*Records for this exercise*
"""

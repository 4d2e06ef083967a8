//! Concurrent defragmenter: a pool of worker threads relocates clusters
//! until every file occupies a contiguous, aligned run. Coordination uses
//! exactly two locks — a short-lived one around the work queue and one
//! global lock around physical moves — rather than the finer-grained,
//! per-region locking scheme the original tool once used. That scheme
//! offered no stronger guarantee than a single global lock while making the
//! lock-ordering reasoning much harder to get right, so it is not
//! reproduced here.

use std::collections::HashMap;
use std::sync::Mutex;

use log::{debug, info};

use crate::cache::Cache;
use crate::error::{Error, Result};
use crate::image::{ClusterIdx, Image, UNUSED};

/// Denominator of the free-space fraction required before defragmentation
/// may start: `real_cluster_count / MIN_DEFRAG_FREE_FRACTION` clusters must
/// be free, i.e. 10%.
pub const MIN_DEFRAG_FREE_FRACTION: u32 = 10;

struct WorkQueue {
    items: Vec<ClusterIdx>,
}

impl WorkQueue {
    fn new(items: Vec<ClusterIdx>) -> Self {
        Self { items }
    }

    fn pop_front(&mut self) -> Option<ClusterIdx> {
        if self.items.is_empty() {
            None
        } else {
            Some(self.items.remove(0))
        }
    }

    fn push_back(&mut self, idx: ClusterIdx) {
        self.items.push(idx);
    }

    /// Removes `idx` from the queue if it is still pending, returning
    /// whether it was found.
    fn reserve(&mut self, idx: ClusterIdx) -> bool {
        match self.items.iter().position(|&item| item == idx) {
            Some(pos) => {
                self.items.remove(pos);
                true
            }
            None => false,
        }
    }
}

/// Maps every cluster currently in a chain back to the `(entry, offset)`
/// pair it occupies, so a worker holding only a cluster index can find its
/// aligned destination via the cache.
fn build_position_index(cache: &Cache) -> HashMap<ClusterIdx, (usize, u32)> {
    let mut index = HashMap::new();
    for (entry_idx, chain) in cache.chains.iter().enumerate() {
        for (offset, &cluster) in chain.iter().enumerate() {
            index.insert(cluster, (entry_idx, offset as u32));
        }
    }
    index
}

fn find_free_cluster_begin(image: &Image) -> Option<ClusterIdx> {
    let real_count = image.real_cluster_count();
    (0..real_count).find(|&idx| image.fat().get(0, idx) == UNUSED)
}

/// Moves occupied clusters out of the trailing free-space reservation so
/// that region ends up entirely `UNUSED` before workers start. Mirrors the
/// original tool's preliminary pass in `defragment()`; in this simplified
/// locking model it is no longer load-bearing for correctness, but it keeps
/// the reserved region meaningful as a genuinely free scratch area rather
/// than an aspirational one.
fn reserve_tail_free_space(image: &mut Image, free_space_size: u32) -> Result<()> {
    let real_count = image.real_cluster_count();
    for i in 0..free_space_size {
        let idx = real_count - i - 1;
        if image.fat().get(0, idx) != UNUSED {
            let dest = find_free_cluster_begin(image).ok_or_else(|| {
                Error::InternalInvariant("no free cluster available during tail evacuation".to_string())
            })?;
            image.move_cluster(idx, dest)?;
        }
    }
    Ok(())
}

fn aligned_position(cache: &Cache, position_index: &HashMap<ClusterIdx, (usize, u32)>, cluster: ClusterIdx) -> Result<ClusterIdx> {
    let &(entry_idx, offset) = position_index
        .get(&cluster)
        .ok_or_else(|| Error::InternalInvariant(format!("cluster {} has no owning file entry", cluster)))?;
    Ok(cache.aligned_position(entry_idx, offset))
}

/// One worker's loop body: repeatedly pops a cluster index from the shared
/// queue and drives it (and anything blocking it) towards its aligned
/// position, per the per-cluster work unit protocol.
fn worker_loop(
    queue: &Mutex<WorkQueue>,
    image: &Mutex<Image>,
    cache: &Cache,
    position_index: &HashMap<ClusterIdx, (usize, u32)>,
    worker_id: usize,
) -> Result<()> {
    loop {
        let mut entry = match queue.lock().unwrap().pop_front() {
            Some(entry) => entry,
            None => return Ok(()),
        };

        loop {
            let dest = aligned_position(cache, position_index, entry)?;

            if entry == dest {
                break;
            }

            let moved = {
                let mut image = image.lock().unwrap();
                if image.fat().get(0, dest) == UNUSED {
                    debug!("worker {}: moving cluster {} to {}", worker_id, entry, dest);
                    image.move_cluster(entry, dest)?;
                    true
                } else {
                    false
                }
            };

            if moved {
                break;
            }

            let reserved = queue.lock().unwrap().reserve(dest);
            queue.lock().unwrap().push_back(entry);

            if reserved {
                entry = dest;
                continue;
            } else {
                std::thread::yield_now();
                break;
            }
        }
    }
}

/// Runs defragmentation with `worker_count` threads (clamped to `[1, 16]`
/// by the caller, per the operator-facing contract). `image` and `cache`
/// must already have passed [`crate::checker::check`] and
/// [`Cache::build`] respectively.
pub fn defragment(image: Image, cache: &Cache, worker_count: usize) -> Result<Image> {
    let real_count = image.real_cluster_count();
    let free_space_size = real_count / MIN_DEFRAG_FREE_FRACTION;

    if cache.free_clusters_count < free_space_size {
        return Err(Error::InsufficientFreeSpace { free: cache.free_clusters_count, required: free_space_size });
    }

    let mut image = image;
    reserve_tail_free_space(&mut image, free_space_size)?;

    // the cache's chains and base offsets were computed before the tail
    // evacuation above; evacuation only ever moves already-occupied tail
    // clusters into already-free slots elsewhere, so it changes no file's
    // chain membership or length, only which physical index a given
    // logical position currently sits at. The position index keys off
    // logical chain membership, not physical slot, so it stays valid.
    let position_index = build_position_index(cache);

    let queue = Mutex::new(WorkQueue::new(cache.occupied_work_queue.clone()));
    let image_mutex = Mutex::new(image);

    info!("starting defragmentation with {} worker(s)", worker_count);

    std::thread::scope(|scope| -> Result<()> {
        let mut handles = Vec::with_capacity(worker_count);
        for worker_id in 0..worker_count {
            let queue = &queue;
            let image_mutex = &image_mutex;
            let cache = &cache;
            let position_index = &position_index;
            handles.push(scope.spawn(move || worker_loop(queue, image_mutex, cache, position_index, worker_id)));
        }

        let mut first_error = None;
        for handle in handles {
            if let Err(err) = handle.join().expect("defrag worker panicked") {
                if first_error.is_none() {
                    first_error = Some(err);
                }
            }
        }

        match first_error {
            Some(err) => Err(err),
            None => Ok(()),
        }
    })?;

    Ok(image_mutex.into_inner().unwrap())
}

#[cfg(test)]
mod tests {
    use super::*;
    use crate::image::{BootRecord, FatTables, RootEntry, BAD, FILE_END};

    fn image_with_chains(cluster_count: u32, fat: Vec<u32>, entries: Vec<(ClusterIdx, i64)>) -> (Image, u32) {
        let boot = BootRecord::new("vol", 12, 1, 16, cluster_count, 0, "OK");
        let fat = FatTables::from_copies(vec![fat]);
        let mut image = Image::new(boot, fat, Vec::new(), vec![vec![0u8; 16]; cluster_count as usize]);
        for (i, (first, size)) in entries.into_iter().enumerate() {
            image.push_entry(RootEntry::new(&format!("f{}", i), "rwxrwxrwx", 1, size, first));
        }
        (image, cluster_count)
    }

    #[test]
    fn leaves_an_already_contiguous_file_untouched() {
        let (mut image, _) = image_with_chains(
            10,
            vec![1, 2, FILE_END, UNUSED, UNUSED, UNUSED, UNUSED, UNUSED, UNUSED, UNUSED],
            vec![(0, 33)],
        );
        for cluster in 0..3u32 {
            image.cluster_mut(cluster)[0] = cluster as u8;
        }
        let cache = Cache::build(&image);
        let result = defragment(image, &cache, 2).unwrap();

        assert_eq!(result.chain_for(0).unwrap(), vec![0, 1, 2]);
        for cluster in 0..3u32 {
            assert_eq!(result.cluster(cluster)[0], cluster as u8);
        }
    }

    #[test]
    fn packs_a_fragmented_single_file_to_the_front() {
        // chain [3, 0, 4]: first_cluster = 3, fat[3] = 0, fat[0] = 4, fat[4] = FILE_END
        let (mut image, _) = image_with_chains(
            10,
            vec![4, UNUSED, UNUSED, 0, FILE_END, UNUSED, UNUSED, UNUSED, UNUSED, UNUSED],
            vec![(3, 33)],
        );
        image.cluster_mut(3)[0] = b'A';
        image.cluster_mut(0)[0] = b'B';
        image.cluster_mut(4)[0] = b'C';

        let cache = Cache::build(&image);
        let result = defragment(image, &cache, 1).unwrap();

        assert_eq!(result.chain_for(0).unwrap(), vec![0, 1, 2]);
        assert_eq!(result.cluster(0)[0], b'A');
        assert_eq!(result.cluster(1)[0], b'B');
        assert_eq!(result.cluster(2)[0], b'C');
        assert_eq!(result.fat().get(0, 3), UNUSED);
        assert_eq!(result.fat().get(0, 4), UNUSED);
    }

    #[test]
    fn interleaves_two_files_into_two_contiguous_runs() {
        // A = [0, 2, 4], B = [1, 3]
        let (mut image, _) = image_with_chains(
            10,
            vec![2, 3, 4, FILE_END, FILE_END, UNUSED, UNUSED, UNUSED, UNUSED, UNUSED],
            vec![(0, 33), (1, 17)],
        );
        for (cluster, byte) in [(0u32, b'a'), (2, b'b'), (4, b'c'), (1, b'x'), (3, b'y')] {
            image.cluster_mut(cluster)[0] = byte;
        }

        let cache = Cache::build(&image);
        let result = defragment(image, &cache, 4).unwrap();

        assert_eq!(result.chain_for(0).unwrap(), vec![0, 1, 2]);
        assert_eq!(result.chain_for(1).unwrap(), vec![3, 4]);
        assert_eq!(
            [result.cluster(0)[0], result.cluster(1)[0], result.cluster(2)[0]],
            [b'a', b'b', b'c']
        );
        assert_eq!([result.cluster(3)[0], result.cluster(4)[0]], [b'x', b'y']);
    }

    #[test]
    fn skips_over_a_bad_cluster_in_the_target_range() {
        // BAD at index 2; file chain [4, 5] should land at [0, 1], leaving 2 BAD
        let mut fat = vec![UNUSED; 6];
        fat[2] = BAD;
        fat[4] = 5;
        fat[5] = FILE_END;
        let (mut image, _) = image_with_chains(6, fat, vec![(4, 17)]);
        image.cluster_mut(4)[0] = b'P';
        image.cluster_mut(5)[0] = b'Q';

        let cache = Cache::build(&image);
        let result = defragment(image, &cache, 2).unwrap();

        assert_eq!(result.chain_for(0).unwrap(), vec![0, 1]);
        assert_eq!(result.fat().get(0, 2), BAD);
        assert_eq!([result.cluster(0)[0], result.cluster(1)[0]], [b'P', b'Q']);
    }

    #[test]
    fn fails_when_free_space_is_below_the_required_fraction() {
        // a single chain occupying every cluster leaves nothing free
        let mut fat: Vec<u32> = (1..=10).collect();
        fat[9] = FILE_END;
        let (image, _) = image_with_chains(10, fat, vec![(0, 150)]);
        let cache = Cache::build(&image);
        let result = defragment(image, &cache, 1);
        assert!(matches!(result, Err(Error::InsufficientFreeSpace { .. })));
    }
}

"""
"""

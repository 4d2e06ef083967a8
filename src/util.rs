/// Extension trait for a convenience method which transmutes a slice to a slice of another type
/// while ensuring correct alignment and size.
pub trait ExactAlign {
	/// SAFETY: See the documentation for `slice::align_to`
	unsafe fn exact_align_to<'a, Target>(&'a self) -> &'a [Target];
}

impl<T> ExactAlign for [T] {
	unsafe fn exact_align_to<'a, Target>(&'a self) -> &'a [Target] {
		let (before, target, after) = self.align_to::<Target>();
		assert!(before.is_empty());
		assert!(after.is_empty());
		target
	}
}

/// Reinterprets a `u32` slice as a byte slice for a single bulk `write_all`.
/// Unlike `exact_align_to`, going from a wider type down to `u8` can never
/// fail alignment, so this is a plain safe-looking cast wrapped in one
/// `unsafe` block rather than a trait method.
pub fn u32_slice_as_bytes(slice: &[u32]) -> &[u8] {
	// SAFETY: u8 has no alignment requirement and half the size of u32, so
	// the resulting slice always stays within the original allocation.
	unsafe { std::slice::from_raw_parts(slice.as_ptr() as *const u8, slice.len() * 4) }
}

"""

*Exercise requirements*
Please copy each line of the entries in which the word "original" shows up.

*Solution below*
//! per-region locking scheme the original tool once used. That scheme
/// original tool's preliminary pass in `defragment()`; in this simplified
	// the resulting slice always stays within the original allocation.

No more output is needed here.